__What is being asked__
Could you reproduce, word for word, everything below from the line containing "assert!(begin.elapsed() < Duration::from_secs(5));" down to the line containing "async fn test_stop_from_own_handler_returns_immediately()", with both of those lines included and no others?
(Beginning of Material supplied)
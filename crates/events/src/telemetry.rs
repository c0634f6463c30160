//! Metrics and tracing hooks for the event bus
//!
//! Both sinks default to no-ops. [`LoggingTracer`] writes every lifecycle
//! step through `tracing`; [`CountingMetrics`] keeps in-process counters.

use std::{
  sync::atomic::{AtomicU64, Ordering},
  time::Duration,
};

use parley_core::Event;
use tracing::debug;

use crate::dispatcher::{DispatchError, SubscriptionId};

// ============================================================================
// Metrics
// ============================================================================

pub trait BusMetrics: Send + Sync {
  fn event_published(&self, _event_type: &str) {}

  fn event_processed(&self, _event_type: &str, _duration: Duration) {}

  fn event_error(&self, _event_type: &str, _error: &DispatchError) {}
}

#[derive(Debug, Default, Clone, Copy)]
pub struct NoOpMetrics;

impl BusMetrics for NoOpMetrics {}

/// Atomic counters, readable at any time through [`snapshot`](Self::snapshot)
#[derive(Debug, Default)]
pub struct CountingMetrics {
  published: AtomicU64,
  processed: AtomicU64,
  errors: AtomicU64,
  busy_nanos: AtomicU64,
}

#[derive(Debug, Default, Clone, Copy, PartialEq, Eq)]
pub struct MetricsSnapshot {
  pub published: u64,
  pub processed: u64,
  pub errors: u64,
  pub busy: Duration,
}

impl CountingMetrics {
  pub fn snapshot(&self) -> MetricsSnapshot {
    MetricsSnapshot {
      published: self.published.load(Ordering::Relaxed),
      processed: self.processed.load(Ordering::Relaxed),
      errors: self.errors.load(Ordering::Relaxed),
      busy: Duration::from_nanos(self.busy_nanos.load(Ordering::Relaxed)),
    }
  }
}

impl BusMetrics for CountingMetrics {
  fn event_published(&self, _event_type: &str) {
    self.published.fetch_add(1, Ordering::Relaxed);
  }

  fn event_processed(&self, _event_type: &str, duration: Duration) {
    self.processed.fetch_add(1, Ordering::Relaxed);
    self
      .busy_nanos
      .fetch_add(duration.as_nanos().min(u64::MAX as u128) as u64, Ordering::Relaxed);
  }

  fn event_error(&self, _event_type: &str, _error: &DispatchError) {
    self.errors.fetch_add(1, Ordering::Relaxed);
  }
}

// ============================================================================
// Tracer
// ============================================================================

/// Lifecycle hooks invoked around publishing and dispatch.
///
/// Every dispatch already runs inside a `tracing` span carrying the event id
/// and type, so implementations only need to record the step itself.
pub trait BusTracer<T>: Send + Sync {
  fn event_queued(&self, _event: &T) {}

  fn event_published(&self, _event: &T) {}

  fn dispatch_started(&self, _event: &T) {}

  fn handler_started(&self, _event: &T, _subscription: &SubscriptionId) {}

  fn handler_finished(
    &self,
    _event: &T,
    _subscription: &SubscriptionId,
    _duration: Duration,
    _error: Option<&anyhow::Error>,
  ) {
  }

  fn dispatch_finished(&self, _event: &T, _duration: Duration, _error: Option<&DispatchError>) {}
}

#[derive(Debug, Default, Clone, Copy)]
pub struct NoOpTracer;

impl<T> BusTracer<T> for NoOpTracer {}

#[derive(Debug, Default, Clone, Copy)]
pub struct LoggingTracer;

impl<T: Event> BusTracer<T> for LoggingTracer {
  fn event_queued(&self, event: &T) {
    debug!(event_id = %event.id(), event_type = %event.event_type(), "Event queued");
  }

  fn event_published(&self, event: &T) {
    debug!(event_id = %event.id(), event_type = %event.event_type(), "Event published");
  }

  fn dispatch_started(&self, event: &T) {
    debug!(event_id = %event.id(), event_type = %event.event_type(), "Dispatch started");
  }

  fn handler_started(&self, event: &T, subscription: &SubscriptionId) {
    debug!(event_id = %event.id(), subscription = %subscription, "Handler started");
  }

  fn handler_finished(
    &self,
    event: &T,
    subscription: &SubscriptionId,
    duration: Duration,
    error: Option<&anyhow::Error>,
  ) {
    match error {
      Some(e) => debug!(
        event_id = %event.id(),
        subscription = %subscription,
        duration_ms = duration.as_millis() as u64,
        error = %e,
        "Handler failed"
      ),
      None => debug!(
        event_id = %event.id(),
        subscription = %subscription,
        duration_ms = duration.as_millis() as u64,
        "Handler finished"
      ),
    }
  }

  fn dispatch_finished(&self, event: &T, duration: Duration, error: Option<&DispatchError>) {
    match error {
      Some(e) => debug!(
        event_id = %event.id(),
        event_type = %event.event_type(),
        duration_ms = duration.as_millis() as u64,
        error = %e,
        "Dispatch finished with errors"
      ),
      None => debug!(
        event_id = %event.id(),
        event_type = %event.event_type(),
        duration_ms = duration.as_millis() as u64,
        "Dispatch finished"
      ),
    }
  }
}
//! Actor lifecycle, ordering and fault isolation tests.

#[cfg(test)]
mod tests {
  use std::{
    sync::{
      Arc,
      atomic::{AtomicUsize, Ordering},
    },
    time::Duration,
  };

  use parking_lot::Mutex;
  use pretty_assertions::assert_eq;
  use streams::Stream;
  use tokio_util::sync::CancellationToken;

  use crate::{
    __tests__::helpers::{CounterActor, ErrorLog, TestEvent, wait_for},
    actor::{Actor, ActorError, ActorOptions, ActorState, Handler},
  };

  // ==========================================================================
  // Basic Functionality
  // ==========================================================================

  #[tokio::test]
  async fn test_greeting_round_trip() {
    let counter = CounterActor::new(
      ActorOptions::default()
        .with_inbox_capacity(10)
        .with_outbox_capacity(20)
        .with_grace_period(Duration::from_secs(3)),
    );
    let root = CancellationToken::new();
    counter.actor.start(&root).unwrap();

    counter
      .actor
      .send(TestEvent {
        id: "msg-1".into(),
        kind: "greeting".into(),
        content: "hello".into(),
      })
      .await
      .unwrap();

    let response = counter.actor.receive_from_outbox().await.unwrap();
    assert_eq!(response.kind, "greeting-response");
    assert_eq!(response.id, "response-msg-1");
    assert_eq!(response.content, "greeting #1: hello");
    assert_eq!(counter.count(), 1);

    counter.actor.send(TestEvent::new("reset")).await.unwrap();
    let response = counter.actor.receive_from_outbox().await.unwrap();
    assert_eq!(response.kind, "reset-response");
    assert_eq!(counter.count(), 0);

    counter.actor.stop().await;
    assert!(counter.actor.is_stopped());
  }

  #[tokio::test]
  async fn test_concurrent_greetings_all_processed() {
    let counter = CounterActor::new(ActorOptions::default().with_inbox_capacity(10));
    let root = CancellationToken::new();
    counter.actor.start(&root).unwrap();

    let senders: Vec<_> = (0..100)
      .map(|i| {
        let actor = counter.actor.clone();
        tokio::spawn(async move {
          actor
            .send(TestEvent::with_content("greeting", &format!("hello {i}")))
            .await
        })
      })
      .collect();

    let mut responses = 0;
    while responses < 100 {
      let response = counter
        .actor
        .receive_from_outbox_with_timeout(Duration::from_secs(5))
        .await
        .unwrap();
      assert_eq!(response.kind, "greeting-response");
      responses += 1;
    }

    for sender in senders {
      sender.await.unwrap().unwrap();
    }
    assert_eq!(counter.count(), 100);
    assert!(matches!(
      counter
        .actor
        .receive_from_outbox_with_timeout(Duration::from_millis(50))
        .await,
      Err(ActorError::Timeout)
    ));

    counter.actor.stop().await;
  }

  #[tokio::test]
  async fn test_messages_processed_in_arrival_order() {
    let actor = Actor::new("ordered", ActorOptions::default().with_inbox_capacity(4));
    let seen = Arc::new(Mutex::new(Vec::new()));

    let log = seen.clone();
    actor
      .register_handler("item", move |_ctx, msg: TestEvent| {
        let log = log.clone();
        async move {
          // Yield so a concurrent handler would interleave if one existed
          tokio::task::yield_now().await;
          log.lock().push(msg.content);
          Ok(())
        }
      })
      .unwrap();

    let root = CancellationToken::new();
    actor.start(&root).unwrap();

    let expected: Vec<String> = (0..50).map(|i| i.to_string()).collect();
    for content in &expected {
      actor.send(TestEvent::with_content("item", content)).await.unwrap();
    }

    assert!(wait_for(Duration::from_secs(5), || seen.lock().len() == 50).await);
    assert_eq!(*seen.lock(), expected);
    actor.stop().await;
  }

  // ==========================================================================
  // Lifecycle
  // ==========================================================================

  #[tokio::test]
  async fn test_send_outside_running_window() {
    let actor: Actor<TestEvent> = Actor::new("lifecycle", ActorOptions::default());
    assert_eq!(actor.state(), ActorState::NotStarted);
    assert!(matches!(actor.send(TestEvent::new("x")).await, Err(ActorError::NotStarted)));
    assert!(matches!(actor.receive_from_outbox().await, Err(ActorError::NotStarted)));

    let root = CancellationToken::new();
    actor.start(&root).unwrap();
    // Second start is a no-op
    actor.start(&root).unwrap();
    assert_eq!(actor.state(), ActorState::Running);

    actor.stop().await;
    actor.stop().await;
    assert_eq!(actor.state(), ActorState::Stopped);
    assert!(matches!(actor.send(TestEvent::new("x")).await, Err(ActorError::Stopped)));
    assert!(matches!(
      actor.publish_to_outbox(TestEvent::new("x")).await,
      Err(ActorError::Stopped)
    ));
    assert!(matches!(actor.start(&root), Err(ActorError::Stopped)));
  }

  #[tokio::test]
  async fn test_parent_cancel_stops_actor() {
    let actor: Actor<TestEvent> = Actor::new("child", ActorOptions::default());
    let root = CancellationToken::new();
    actor.start(&root).unwrap();

    root.cancel();

    assert!(actor.is_stopped());
    assert!(matches!(actor.send(TestEvent::new("x")).await, Err(ActorError::Stopped)));
  }

  #[tokio::test]
  async fn test_stop_returns_after_grace_period() {
    let actor = Actor::new("slow", ActorOptions::default().with_grace_period(Duration::from_millis(50)));
    let started = Arc::new(AtomicUsize::new(0));

    let flag = started.clone();
    actor
      .register_handler("slow", move |_ctx, _msg: TestEvent| {
        let flag = flag.clone();
        async move {
          flag.store(1, Ordering::SeqCst);
          tokio::time::sleep(Duration::from_secs(30)).await;
          Ok(())
        }
      })
      .unwrap();

    let root = CancellationToken::new();
    actor.start(&root).unwrap();
    actor.send(TestEvent::new("slow")).await.unwrap();
    assert!(wait_for(Duration::from_secs(2), || started.load(Ordering::SeqCst) == 1).await);

    let begin = std::time::Instant::now();
    actor.stop().await;
    assert!(begin.elapsed() < Duration::from_secs(5));
    assert!(actor.is_stopped());
  }

  #[tokio::test]
  async fn test_stop_from_own_handler_returns_immediately() {
    let actor = Actor::new("self-stop", ActorOptions::default().with_grace_period(Duration::from_secs(5)));
    let stop_took = Arc::new(Mutex::new(None));

    let took = stop_took.clone();
    actor
      .register_handler("quit", move |ctx, _msg: TestEvent| {
        let took = took.clone();
        async move {
          let begin = std::time::Instant::now();
          ctx.actor().stop().await;
          *took.lock() = Some(begin.elapsed());
          Ok(())
        }
      })
      .unwrap();

    let root = CancellationToken::new();
    actor.start(&root).unwrap();
    actor.send(TestEvent::new("quit")).await.unwrap();

    assert!(wait_for(Duration::from_secs(2), || stop_took.lock().is_some()).await);
    let elapsed = stop_took.lock().expect("handler recorded stop time");
    assert!(elapsed < Duration::from_secs(1), "stop waited {elapsed:?}");
    assert!(actor.is_stopped());

    // An outside caller after the fact is a no-op
    actor.stop().await;
    assert_eq!(actor.state(), ActorState::Stopped);
  }

  // ==========================================================================
  // Errors And Fault Isolation
  // ==========================================================================

  #[tokio::test]
  async fn test_unknown_type_reported_once_and_dropped() {
    let errors = ErrorLog::default();
    let log = errors.clone();
    let counter = CounterActor::new(ActorOptions::default().with_error_handler(move |e| log.record(e)));

    let root = CancellationToken::new();
    counter.actor.start(&root).unwrap();

    counter.actor.send(TestEvent::new("unknown")).await.unwrap();
    counter.actor.send(TestEvent::new("greeting")).await.unwrap();

    // The greeting is processed after the unknown message, so the outbox
    // holds only its response
    let response = counter.actor.receive_from_outbox().await.unwrap();
    assert_eq!(response.kind, "greeting-response");
    assert_eq!(errors.entries(), vec!["event handler not found: unknown".to_string()]);

    counter.actor.stop().await;
  }

  #[tokio::test]
  async fn test_duplicate_handler_rejected() {
    let counter = CounterActor::new(ActorOptions::default());
    let err = counter
      .actor
      .register_handler("greeting", |_ctx, _msg: TestEvent| async { Ok(()) })
      .unwrap_err();
    assert!(matches!(err, ActorError::DuplicateHandler(t) if t == "greeting"));
  }

  #[tokio::test]
  async fn test_panicking_handler_does_not_kill_worker() {
    let errors = ErrorLog::default();
    let log = errors.clone();
    let actor = Actor::new("panicky", ActorOptions::default().with_error_handler(move |e| log.record(e)));

    actor
      .register_handler("boom", |_ctx, _msg: TestEvent| async { panic!("kaboom") })
      .unwrap();
    actor
      .register_handler("echo", |ctx, msg: TestEvent| async move {
        ctx.publish(msg).await?;
        Ok(())
      })
      .unwrap();

    let root = CancellationToken::new();
    actor.start(&root).unwrap();

    actor.send(TestEvent::new("boom")).await.unwrap();
    actor.send(TestEvent::with_content("echo", "still alive")).await.unwrap();

    let echoed = actor.receive_from_outbox().await.unwrap();
    assert_eq!(echoed.content, "still alive");
    let entries = errors.entries();
    assert_eq!(entries.len(), 1);
    assert!(entries[0].contains("kaboom"), "{entries:?}");

    actor.stop().await;
  }

  #[tokio::test]
  async fn test_handler_error_reaches_callback() {
    let errors = ErrorLog::default();
    let log = errors.clone();
    let actor = Actor::new("failing", ActorOptions::default().with_error_handler(move |e| log.record(e)));
    actor
      .register_handler("fail", |_ctx, _msg: TestEvent| async { Err(anyhow::anyhow!("nope")) })
      .unwrap();

    let root = CancellationToken::new();
    actor.start(&root).unwrap();
    actor.send(TestEvent::new("fail")).await.unwrap();

    assert!(wait_for(Duration::from_secs(2), || !errors.entries().is_empty()).await);
    assert_eq!(errors.entries(), vec!["handler for fail failed: nope".to_string()]);
    actor.stop().await;
  }

  // ==========================================================================
  // Middleware
  // ==========================================================================

  #[tokio::test]
  async fn test_middleware_wraps_in_registration_order() {
    let trace = Arc::new(Mutex::new(Vec::new()));

    let layer = |name: &'static str, trace: Arc<Mutex<Vec<String>>>| {
      move |next: Handler<TestEvent>| -> Handler<TestEvent> {
        let trace = trace.clone();
        crate::actor::handler(move |ctx, msg: TestEvent| {
          let next = next.clone();
          let trace = trace.clone();
          async move {
            trace.lock().push(format!("{name}:before"));
            let result = next(ctx, msg).await;
            trace.lock().push(format!("{name}:after"));
            result
          }
        })
      }
    };

    let options = ActorOptions::default()
      .with_middleware(layer("outer", trace.clone()))
      .with_middleware(layer("inner", trace.clone()));
    let actor = Actor::new("layered", options);

    let inner_trace = trace.clone();
    actor
      .register_handler("work", move |_ctx, _msg: TestEvent| {
        let trace = inner_trace.clone();
        async move {
          trace.lock().push("handler".to_string());
          Ok(())
        }
      })
      .unwrap();

    let root = CancellationToken::new();
    actor.start(&root).unwrap();
    actor.send(TestEvent::new("work")).await.unwrap();

    assert!(wait_for(Duration::from_secs(2), || trace.lock().len() == 5).await);
    assert_eq!(
      *trace.lock(),
      vec!["outer:before", "inner:before", "handler", "inner:after", "outer:after"]
    );
    actor.stop().await;
  }

  // ==========================================================================
  // Capacity And Custom Streams
  // ==========================================================================

  #[tokio::test]
  async fn test_try_send_reports_busy() {
    let actor = Actor::new("busy", ActorOptions::default().with_inbox_capacity(1));
    let release = CancellationToken::new();

    let gate = release.clone();
    actor
      .register_handler("block", move |_ctx, _msg: TestEvent| {
        let gate = gate.clone();
        async move {
          gate.cancelled().await;
          Ok(())
        }
      })
      .unwrap();

    let root = CancellationToken::new();
    actor.start(&root).unwrap();

    // First message occupies the worker, second fills the inbox
    actor.send(TestEvent::new("block")).await.unwrap();
    assert!(
      wait_for(Duration::from_secs(2), || actor.try_send(TestEvent::new("block")).is_ok()).await
    );
    assert!(matches!(actor.try_send(TestEvent::new("block")), Err(ActorError::Busy)));
    assert!(matches!(
      actor
        .send_with_timeout(TestEvent::new("block"), Duration::from_millis(20))
        .await,
      Err(ActorError::Timeout)
    ));

    release.cancel();
    actor.stop().await;
  }

  #[tokio::test]
  async fn test_try_publish_reports_outbox_busy() {
    let actor: Actor<TestEvent> = Actor::new("outbox", ActorOptions::default().with_outbox_capacity(1));
    let root = CancellationToken::new();
    actor.start(&root).unwrap();

    actor.try_publish_to_outbox(TestEvent::new("a")).unwrap();
    assert!(matches!(
      actor.try_publish_to_outbox(TestEvent::new("b")),
      Err(ActorError::OutboxBusy)
    ));
    actor.stop().await;
  }

  #[tokio::test]
  async fn test_custom_streams_survive_stop() {
    let owner = CancellationToken::new();
    let inbox = Stream::new(&owner, 8);
    let outbox = Stream::new(&owner, 8);

    let actor = Actor::new(
      "custom",
      ActorOptions::default().with_inbox(inbox.clone()).with_outbox(outbox.clone()),
    );
    actor
      .register_handler("echo", |ctx, msg: TestEvent| async move {
        ctx.publish(msg).await?;
        Ok(())
      })
      .unwrap();

    let root = CancellationToken::new();
    actor.start(&root).unwrap();

    inbox.send(TestEvent::with_content("echo", "via custom inbox")).await.unwrap();
    let echoed = outbox.recv().await.unwrap().unwrap();
    assert_eq!(echoed.content, "via custom inbox");

    actor.stop().await;

    // The caller still owns both streams
    assert!(!inbox.is_closed());
    assert!(!outbox.is_closed());
    owner.cancel();
    assert!(inbox.is_closed());
  }
}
(End of Material supplied)
__Response__
    assert!(begin.elapsed() < Duration::from_secs(5));
    assert!(actor.is_stopped());
  }

  #[tokio::test]
  async fn test_stop_from_own_handler_returns_immediately() {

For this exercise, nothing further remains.